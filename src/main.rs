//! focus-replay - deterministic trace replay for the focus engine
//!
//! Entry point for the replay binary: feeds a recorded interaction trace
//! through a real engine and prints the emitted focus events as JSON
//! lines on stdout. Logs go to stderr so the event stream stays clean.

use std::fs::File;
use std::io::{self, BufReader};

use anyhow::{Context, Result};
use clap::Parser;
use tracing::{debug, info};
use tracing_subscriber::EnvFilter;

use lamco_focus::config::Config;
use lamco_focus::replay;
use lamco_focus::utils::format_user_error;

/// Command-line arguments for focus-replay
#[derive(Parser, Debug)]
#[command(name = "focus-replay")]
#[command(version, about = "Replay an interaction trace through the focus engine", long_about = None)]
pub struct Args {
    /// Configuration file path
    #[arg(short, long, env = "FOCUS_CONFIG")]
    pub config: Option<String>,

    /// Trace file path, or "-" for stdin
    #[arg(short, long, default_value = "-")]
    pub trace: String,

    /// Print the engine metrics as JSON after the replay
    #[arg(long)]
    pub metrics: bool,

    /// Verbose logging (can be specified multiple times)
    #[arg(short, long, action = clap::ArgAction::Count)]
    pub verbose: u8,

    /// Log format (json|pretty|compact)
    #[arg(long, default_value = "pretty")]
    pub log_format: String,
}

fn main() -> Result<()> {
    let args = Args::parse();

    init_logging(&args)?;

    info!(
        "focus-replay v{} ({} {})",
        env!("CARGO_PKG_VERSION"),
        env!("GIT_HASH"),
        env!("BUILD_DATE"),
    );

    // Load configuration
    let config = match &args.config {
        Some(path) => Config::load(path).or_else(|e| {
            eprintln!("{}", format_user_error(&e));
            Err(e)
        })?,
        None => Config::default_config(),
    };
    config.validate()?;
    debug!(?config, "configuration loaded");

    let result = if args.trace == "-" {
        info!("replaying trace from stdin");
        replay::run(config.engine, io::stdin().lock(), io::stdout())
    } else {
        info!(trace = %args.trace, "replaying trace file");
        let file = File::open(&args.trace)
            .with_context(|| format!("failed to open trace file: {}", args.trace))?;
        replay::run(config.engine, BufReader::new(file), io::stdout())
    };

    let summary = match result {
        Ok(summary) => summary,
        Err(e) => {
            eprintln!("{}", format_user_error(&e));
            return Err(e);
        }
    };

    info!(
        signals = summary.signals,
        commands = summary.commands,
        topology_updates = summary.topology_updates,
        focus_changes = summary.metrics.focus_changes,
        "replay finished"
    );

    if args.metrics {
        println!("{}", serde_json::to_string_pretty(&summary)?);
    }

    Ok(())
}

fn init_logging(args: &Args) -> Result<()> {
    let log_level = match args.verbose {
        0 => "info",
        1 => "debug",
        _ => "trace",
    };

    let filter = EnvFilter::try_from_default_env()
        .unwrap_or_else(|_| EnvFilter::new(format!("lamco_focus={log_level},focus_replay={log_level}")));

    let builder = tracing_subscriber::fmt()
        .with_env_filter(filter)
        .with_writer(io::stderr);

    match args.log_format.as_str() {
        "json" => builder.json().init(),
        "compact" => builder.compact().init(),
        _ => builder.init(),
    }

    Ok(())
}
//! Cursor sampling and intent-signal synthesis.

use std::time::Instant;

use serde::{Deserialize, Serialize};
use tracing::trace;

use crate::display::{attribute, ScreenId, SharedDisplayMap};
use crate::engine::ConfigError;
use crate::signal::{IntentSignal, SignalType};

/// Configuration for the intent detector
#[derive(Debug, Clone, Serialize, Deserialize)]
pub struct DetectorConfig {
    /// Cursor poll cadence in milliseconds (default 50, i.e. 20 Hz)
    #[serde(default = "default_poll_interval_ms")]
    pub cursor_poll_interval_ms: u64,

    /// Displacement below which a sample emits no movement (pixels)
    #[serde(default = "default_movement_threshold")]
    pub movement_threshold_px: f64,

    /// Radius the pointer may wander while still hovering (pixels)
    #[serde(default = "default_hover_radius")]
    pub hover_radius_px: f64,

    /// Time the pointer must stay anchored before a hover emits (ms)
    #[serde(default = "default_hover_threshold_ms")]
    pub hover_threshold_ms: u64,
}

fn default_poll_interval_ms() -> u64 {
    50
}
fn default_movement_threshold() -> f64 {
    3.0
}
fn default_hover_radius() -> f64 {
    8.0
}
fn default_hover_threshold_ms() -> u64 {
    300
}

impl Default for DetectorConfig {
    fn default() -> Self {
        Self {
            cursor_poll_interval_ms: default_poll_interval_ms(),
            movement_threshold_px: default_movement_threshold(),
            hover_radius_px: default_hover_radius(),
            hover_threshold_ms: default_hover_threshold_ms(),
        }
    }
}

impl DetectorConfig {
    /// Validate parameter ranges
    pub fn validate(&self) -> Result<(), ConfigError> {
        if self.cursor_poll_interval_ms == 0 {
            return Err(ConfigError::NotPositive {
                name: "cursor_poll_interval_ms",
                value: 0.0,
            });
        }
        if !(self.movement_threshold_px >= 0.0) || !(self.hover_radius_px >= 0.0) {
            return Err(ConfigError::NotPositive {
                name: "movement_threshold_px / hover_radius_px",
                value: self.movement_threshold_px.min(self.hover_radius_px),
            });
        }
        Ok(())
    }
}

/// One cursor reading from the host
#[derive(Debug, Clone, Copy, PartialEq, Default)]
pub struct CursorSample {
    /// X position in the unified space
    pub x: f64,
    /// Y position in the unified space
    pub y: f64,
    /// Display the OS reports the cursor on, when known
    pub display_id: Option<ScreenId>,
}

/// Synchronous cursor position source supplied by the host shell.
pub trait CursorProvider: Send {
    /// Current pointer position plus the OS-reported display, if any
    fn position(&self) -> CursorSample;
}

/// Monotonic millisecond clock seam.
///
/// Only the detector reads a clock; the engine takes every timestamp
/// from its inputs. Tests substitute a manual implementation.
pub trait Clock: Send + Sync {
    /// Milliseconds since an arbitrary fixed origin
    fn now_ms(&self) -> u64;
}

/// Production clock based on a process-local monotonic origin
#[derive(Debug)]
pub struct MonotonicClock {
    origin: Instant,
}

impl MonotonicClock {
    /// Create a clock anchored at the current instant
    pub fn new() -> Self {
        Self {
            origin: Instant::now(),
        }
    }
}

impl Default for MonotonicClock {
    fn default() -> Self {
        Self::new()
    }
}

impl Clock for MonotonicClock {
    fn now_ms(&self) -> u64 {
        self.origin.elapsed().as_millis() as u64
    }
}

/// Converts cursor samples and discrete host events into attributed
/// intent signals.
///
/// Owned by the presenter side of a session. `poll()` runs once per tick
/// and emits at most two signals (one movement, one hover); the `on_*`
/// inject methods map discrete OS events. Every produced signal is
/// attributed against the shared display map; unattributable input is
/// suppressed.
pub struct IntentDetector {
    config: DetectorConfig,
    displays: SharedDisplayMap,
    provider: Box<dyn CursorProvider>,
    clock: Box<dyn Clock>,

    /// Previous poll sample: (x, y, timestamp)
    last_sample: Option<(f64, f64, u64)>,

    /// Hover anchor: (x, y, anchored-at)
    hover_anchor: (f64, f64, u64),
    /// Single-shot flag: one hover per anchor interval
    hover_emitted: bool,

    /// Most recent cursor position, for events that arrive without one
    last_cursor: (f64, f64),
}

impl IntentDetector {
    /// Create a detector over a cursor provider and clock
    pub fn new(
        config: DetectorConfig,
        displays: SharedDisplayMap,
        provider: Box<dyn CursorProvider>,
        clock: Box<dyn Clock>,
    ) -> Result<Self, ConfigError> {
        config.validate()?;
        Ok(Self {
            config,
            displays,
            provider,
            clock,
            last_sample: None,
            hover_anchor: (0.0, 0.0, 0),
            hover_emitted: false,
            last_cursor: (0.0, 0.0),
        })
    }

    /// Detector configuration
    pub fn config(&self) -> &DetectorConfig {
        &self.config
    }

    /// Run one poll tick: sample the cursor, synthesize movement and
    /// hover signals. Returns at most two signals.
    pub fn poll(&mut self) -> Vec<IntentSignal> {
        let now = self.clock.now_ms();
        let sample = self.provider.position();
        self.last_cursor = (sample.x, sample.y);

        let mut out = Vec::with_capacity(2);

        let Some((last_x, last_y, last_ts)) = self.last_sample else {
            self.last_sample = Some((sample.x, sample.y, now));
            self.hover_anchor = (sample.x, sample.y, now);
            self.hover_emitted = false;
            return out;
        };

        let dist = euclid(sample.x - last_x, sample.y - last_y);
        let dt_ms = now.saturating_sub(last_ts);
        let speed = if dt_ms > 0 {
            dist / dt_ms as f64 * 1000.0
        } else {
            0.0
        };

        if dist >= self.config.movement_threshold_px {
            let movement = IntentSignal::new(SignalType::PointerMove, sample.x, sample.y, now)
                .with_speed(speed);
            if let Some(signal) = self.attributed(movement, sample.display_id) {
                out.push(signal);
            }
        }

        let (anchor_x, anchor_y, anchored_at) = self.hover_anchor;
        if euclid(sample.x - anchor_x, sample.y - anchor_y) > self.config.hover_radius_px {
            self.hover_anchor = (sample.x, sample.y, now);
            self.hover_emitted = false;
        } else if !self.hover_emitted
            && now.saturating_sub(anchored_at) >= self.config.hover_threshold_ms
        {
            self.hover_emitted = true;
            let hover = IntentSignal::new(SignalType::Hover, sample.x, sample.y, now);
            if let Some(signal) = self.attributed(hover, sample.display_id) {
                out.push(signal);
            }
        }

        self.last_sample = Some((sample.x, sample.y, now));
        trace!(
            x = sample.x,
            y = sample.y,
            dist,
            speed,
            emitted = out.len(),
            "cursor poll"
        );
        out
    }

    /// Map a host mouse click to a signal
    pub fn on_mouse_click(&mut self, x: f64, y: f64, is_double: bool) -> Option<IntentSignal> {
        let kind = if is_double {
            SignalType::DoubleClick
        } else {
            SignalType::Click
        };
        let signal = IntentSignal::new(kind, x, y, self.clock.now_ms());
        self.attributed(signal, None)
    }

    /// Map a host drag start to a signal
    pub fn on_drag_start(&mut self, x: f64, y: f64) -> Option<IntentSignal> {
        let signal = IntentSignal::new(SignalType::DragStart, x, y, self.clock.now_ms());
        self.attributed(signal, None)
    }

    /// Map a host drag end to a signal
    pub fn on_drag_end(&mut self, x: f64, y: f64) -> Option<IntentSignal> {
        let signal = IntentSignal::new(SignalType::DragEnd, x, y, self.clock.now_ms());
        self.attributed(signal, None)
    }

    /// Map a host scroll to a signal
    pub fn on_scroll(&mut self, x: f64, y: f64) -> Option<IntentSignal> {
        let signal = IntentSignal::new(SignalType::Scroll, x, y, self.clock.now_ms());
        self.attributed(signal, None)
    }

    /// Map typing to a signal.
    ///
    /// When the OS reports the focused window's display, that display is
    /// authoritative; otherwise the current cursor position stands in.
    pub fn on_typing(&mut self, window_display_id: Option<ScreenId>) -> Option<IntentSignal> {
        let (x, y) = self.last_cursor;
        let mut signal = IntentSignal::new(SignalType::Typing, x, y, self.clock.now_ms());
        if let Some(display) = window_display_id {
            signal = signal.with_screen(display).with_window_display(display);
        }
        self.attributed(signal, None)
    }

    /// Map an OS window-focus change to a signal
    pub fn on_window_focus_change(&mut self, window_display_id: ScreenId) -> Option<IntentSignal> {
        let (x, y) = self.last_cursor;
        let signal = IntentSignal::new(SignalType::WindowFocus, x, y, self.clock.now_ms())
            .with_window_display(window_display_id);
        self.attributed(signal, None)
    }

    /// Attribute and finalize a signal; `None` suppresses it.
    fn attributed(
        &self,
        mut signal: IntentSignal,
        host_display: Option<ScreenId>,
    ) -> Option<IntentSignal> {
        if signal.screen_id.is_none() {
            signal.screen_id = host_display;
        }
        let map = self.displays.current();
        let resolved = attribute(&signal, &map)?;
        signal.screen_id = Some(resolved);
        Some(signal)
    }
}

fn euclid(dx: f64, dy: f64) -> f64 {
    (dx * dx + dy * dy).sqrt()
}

YOUR TASK
Please write out exactly the lines from the start of the data through the line that contains "events as JSON", both ends included, and nothing else.

FINISHED TASK
filename src/main.rs
//! focus-replay - deterministic trace replay for the focus engine
//!
//! Entry point for the replay binary: feeds a recorded interaction trace
//! through a real engine and prints the emitted focus events as JSON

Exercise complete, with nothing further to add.